- **Prompt**
Only the lines holding the word "services" are wanted; copy each of them from the listing.

- **Exercise data**
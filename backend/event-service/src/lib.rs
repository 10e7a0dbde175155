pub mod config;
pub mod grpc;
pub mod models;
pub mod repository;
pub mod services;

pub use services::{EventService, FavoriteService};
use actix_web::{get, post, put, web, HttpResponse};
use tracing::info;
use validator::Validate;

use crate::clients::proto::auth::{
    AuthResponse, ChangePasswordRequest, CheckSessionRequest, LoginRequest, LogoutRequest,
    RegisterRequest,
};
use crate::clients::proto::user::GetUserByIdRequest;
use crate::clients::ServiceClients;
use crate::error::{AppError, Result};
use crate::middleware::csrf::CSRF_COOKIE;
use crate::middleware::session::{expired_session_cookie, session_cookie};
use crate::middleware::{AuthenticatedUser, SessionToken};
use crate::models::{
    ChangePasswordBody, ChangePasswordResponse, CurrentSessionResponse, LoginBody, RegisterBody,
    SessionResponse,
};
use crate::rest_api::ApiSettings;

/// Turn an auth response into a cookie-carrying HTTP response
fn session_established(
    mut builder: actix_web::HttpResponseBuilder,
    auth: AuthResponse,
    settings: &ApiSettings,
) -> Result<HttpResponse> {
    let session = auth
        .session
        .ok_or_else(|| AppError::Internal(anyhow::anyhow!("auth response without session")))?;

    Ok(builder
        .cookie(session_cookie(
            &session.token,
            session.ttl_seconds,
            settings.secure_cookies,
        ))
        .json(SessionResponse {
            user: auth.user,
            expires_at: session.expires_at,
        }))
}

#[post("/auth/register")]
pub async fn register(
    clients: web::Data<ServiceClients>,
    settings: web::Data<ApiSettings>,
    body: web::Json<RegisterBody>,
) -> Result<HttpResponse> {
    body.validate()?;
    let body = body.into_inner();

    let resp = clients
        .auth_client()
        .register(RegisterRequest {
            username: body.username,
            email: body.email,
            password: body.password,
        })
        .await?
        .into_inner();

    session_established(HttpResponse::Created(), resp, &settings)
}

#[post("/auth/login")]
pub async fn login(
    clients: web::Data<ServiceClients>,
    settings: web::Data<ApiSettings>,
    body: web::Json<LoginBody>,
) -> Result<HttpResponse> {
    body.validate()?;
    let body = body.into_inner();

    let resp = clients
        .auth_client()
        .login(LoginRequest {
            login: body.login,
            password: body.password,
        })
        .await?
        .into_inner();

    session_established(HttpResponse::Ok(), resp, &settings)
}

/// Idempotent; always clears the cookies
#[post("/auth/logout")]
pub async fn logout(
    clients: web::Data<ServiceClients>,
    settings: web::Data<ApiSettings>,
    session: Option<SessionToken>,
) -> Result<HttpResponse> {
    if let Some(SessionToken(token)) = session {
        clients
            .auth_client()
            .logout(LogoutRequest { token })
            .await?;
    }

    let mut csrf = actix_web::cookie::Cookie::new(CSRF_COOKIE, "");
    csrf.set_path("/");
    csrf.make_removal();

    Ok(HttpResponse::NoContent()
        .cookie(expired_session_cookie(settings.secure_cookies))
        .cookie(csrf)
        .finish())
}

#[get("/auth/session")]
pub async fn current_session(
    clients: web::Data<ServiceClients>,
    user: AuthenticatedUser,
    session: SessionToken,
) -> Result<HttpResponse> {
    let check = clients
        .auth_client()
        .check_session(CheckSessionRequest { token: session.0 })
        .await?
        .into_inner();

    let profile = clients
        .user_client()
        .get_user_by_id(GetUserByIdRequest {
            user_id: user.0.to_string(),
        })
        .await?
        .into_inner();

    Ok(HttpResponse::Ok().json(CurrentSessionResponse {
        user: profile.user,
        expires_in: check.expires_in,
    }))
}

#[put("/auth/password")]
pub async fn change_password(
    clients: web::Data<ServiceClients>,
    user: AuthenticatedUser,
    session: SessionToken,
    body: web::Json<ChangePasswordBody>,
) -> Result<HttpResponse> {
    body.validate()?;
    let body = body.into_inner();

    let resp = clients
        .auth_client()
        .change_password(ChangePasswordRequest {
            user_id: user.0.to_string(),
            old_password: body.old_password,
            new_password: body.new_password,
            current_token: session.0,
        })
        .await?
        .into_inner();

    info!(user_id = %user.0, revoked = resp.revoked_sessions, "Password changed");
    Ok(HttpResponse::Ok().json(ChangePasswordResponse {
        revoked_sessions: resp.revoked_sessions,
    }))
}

- **Task result**
pub mod services;
pub use services::{EventService, FavoriteService};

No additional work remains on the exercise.